There’s nothing quite like the tension provoked by a restaurant that’s trying too hard, and no antidote to such tension like a stiff drink. Happily, BCN has its share, most notably a gin-and-tonic selection that is rapidly acquiring legendary status in Neartown. As our waiter makes for the bar, excusing himself past other waiters, high-society types, and the like, we peruse the creative if pricey menu which—oh, sorry, one moment. Yes, we’ll have more bread.

As I say, the menu positively reeks with variety in appetizers like a cream soup of Catalonian scallions, eggs estrellados, mussels with leek sauce, and a salad of watermelon and burrata cheese. With one exception, we find that all sound better than they taste, scoring somewhere between bland and mildly interesting on the flavor scale. The eggs, however, sit atop a glorious pile of potatoes and onions and Iberico ham, the closest thing to Spanish comfort food that—wait. More bread? Sure.
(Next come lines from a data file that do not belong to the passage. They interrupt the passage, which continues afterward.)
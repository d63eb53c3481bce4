//! Neural building blocks shared by the fusion and prediction modules.
//!
//! All layers hold flat row-major `Vec<f32>` parameter buffers and operate on
//! per-node feature slices. Weights use Xavier-style random initialization.

use rand::Rng;

/// Apply ReLU in place.
pub fn relu_inplace(x: &mut [f32]) {
    for v in x.iter_mut() {
        *v = v.max(0.0);
    }
}

/// Xavier-style weight initialization for an `in_dim x out_dim` matrix.
fn init_weights(in_dim: usize, out_dim: usize) -> Vec<f32> {
    let mut rng = rand::thread_rng();
    let scale = (2.0 / (in_dim + out_dim) as f32).sqrt();
    (0..in_dim * out_dim)
        .map(|_| rng.gen::<f32>() * scale - scale / 2.0)
        .collect()
}

/// Dense layer with flat row-major weights.
#[derive(Clone, Debug)]
pub struct Linear {
    /// Weights, laid out `[in_dim, out_dim]`
    pub w: Vec<f32>,
    /// Optional bias of length `out_dim`
    pub bias: Option<Vec<f32>>,
    /// Input dimension
    pub in_dim: usize,
    /// Output dimension
    pub out_dim: usize,
}

impl Linear {
    /// Create a dense layer with a zero-initialized bias.
    pub fn new(in_dim: usize, out_dim: usize) -> Self {
        Self {
            w: init_weights(in_dim, out_dim),
            bias: Some(vec![0.0; out_dim]),
            in_dim,
            out_dim,
        }
    }

    /// Create a bias-free dense layer.
    pub fn new_no_bias(in_dim: usize, out_dim: usize) -> Self {
        Self {
            w: init_weights(in_dim, out_dim),
            bias: None,
            in_dim,
            out_dim,
        }
    }

    /// Apply the layer to one feature vector.
    pub fn forward(&self, x: &[f32]) -> Vec<f32> {
        debug_assert_eq!(x.len(), self.in_dim);
        let mut out = match &self.bias {
            Some(b) => b.clone(),
            None => vec![0.0; self.out_dim],
        };
        for (j, &xv) in x.iter().enumerate() {
            let row = &self.w[j * self.out_dim..(j + 1) * self.out_dim];
            for (o, &wv) in out.iter_mut().zip(row.iter()) {
                *o += xv * wv;
            }
        }
        out
    }
}

/// Group normalization over one node's channel vector.
#[derive(Clone, Debug)]
pub struct GroupNorm {
    /// Number of channel groups
    pub num_groups: usize,
    /// Channel count
    pub dim: usize,
    /// Learnable scale per channel
    pub gamma: Vec<f32>,
    /// Learnable shift per channel
    pub beta: Vec<f32>,
}

const NORM_EPS: f32 = 1e-5;

impl GroupNorm {
    /// Create a group norm layer. `dim` must be divisible by `num_groups`.
    pub fn new(num_groups: usize, dim: usize) -> Self {
        debug_assert_eq!(dim % num_groups, 0);
        Self {
            num_groups,
            dim,
            gamma: vec![1.0; dim],
            beta: vec![0.0; dim],
        }
    }

    /// Normalize one feature vector group-wise.
    pub fn forward(&self, x: &[f32]) -> Vec<f32> {
        debug_assert_eq!(x.len(), self.dim);
        let group_size = self.dim / self.num_groups;
        let mut out = vec![0.0; self.dim];
        for g in 0..self.num_groups {
            let span = &x[g * group_size..(g + 1) * group_size];
            let mean = span.iter().sum::<f32>() / group_size as f32;
            let var =
                span.iter().map(|v| (v - mean) * (v - mean)).sum::<f32>() / group_size as f32;
            let inv_std = 1.0 / (var + NORM_EPS).sqrt();
            for (k, &v) in span.iter().enumerate() {
                let c = g * group_size + k;
                out[c] = (v - mean) * inv_std * self.gamma[c] + self.beta[c];
            }
        }
        out
    }
}

/// Bias-free linear followed by group norm and an optional ReLU.
#[derive(Clone, Debug)]
pub struct NormedLinear {
    /// Dense projection (no bias; the norm's shift takes its place)
    pub linear: Linear,
    /// Channel normalization
    pub norm: GroupNorm,
    /// Whether to apply ReLU after the norm
    pub act: bool,
}

impl NormedLinear {
    /// Create a normed linear layer with a single norm group.
    pub fn new(in_dim: usize, out_dim: usize, act: bool) -> Self {
        Self {
            linear: Linear::new_no_bias(in_dim, out_dim),
            norm: GroupNorm::new(1, out_dim),
            act,
        }
    }

    /// Apply the layer to one feature vector.
    pub fn forward(&self, x: &[f32]) -> Vec<f32> {
        let mut out = self.norm.forward(&self.linear.forward(x));
        if self.act {
            relu_inplace(&mut out);
        }
        out
    }
}

/// Residual block: linear, norm, ReLU, linear, norm, plus shortcut, ReLU.
///
/// The shortcut is the identity when input and output widths match, and a
/// projected path otherwise.
#[derive(Clone, Debug)]
pub struct LinearRes {
    /// First projection
    pub linear1: Linear,
    /// First norm
    pub norm1: GroupNorm,
    /// Second projection
    pub linear2: Linear,
    /// Second norm
    pub norm2: GroupNorm,
    /// Projection shortcut when widths differ
    pub shortcut: Option<NormedLinear>,
}

impl LinearRes {
    /// Create a residual block.
    pub fn new(in_dim: usize, out_dim: usize) -> Self {
        let shortcut = if in_dim != out_dim {
            Some(NormedLinear::new(in_dim, out_dim, false))
        } else {
            None
        };
        Self {
            linear1: Linear::new_no_bias(in_dim, out_dim),
            norm1: GroupNorm::new(1, out_dim),
            linear2: Linear::new_no_bias(out_dim, out_dim),
            norm2: GroupNorm::new(1, out_dim),
            shortcut,
        }
    }

    /// Apply the block to one feature vector.
    pub fn forward(&self, x: &[f32]) -> Vec<f32> {
        let mut h = self.norm1.forward(&self.linear1.forward(x));
        relu_inplace(&mut h);
        let mut out = self.norm2.forward(&self.linear2.forward(&h));
        match &self.shortcut {
            Some(proj) => {
                let s = proj.forward(x);
                for (o, v) in out.iter_mut().zip(s.iter()) {
                    *o += v;
                }
            }
            None => {
                for (o, v) in out.iter_mut().zip(x.iter()) {
                    *o += v;
                }
            }
        }
        relu_inplace(&mut out);
        out
    }
}

#[cfg(test)]
mod tests {
    use super::*;

    #[test]
    fn test_linear_shapes() {
        let layer = Linear::new(4, 3);
        let out = layer.forward(&[1.0, 2.0, 3.0, 4.0]);
        assert_eq!(out.len(), 3);
    }

    #[test]
    fn test_linear_identity() {
        let mut layer = Linear::new_no_bias(2, 2);
        layer.w = vec![1.0, 0.0, 0.0, 1.0];
        let out = layer.forward(&[3.0, -2.0]);
        assert!((out[0] - 3.0).abs() < 1e-6);
        assert!((out[1] + 2.0).abs() < 1e-6);
    }

    #[test]
    fn test_linear_bias() {
        let mut layer = Linear::new(2, 2);
        layer.w = vec![0.0; 4];
        layer.bias = Some(vec![0.5, -0.5]);
        let out = layer.forward(&[1.0, 1.0]);
        assert!((out[0] - 0.5).abs() < 1e-6);
        assert!((out[1] + 0.5).abs() < 1e-6);
    }

    #[test]
    fn test_group_norm_zero_mean_unit_var() {
        let norm = GroupNorm::new(1, 4);
        let out = norm.forward(&[1.0, 2.0, 3.0, 4.0]);
        let mean: f32 = out.iter().sum::<f32>() / 4.0;
        let var: f32 = out.iter().map(|v| (v - mean) * (v - mean)).sum::<f32>() / 4.0;
        assert!(mean.abs() < 1e-5);
        assert!((var - 1.0).abs() < 1e-3);
    }

    #[test]
    fn test_group_norm_groups_independent() {
        let norm = GroupNorm::new(2, 4);
        let out = norm.forward(&[1.0, 3.0, 10.0, 30.0]);
        // Both groups normalize to the same pattern despite different scales.
        assert!((out[0] - out[2]).abs() < 1e-4);
        assert!((out[1] - out[3]).abs() < 1e-4);
    }

    #[test]
    fn test_normed_linear_act_non_negative() {
        let layer = NormedLinear::new(8, 8, true);
        let out = layer.forward(&[0.3; 8]);
        assert_eq!(out.len(), 8);
        assert!(out.iter().all(|&v| v >= 0.0));
    }

    #[test]
    fn test_linear_res_shape_and_shortcut() {
        let same = LinearRes::new(8, 8);
        assert!(same.shortcut.is_none());
        assert_eq!(same.forward(&[0.1; 8]).len(), 8);

        let proj = LinearRes::new(8, 16);
        assert!(proj.shortcut.is_some());
        assert_eq!(proj.forward(&[0.1; 8]).len(), 16);
    }
}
Of the main courses, the best is the least Spanish of the bunch—a rib-eye steak cooked to mouthwatering perfection and served with first-rate french fries and red peppers with pine nut oil. Almost as good are—what? Yeah, go ahead. Almost as good are the breaded and sweet baby lamb chops, which stand on end surrounded by roasted vegetables coated in a delicious sauce of unknown provenance. 

The grilled salmon isn’t nearly as interesting as the bed of blue cheese and wild rice it’s served atop, but is at least a decent dish, unlike the poached cod, which—do you still have to ask?—has to be sent back to the kitchen for further cooking. The desserts too elicit a split decision. There is a chocolate cake “in two textures,” neither of which is particularly impressive, and another concoction of phyllo dough and crème brûlée. Given a somewhat unhandsome presentation, this second dessert comes as a wonderful surprise, although one would think that by this point in the evening we’d have learned that appearances could be deceiving. 

As we leave BCN, turning one last time to peer at the bungalow at 4210, we feel pangs again, this time of opportunities missed, as well as money missed, the restaurant having left a not inconsiderable dent in our wallet. But we leave hopeful too—for some reason—and confident that with time, the goings-on inside the house will come to pair better with its quietly extraordinary exterior. “Only connect!” we think, channeling E.M. Forster yet again as we walk down Roseland St. and into the night.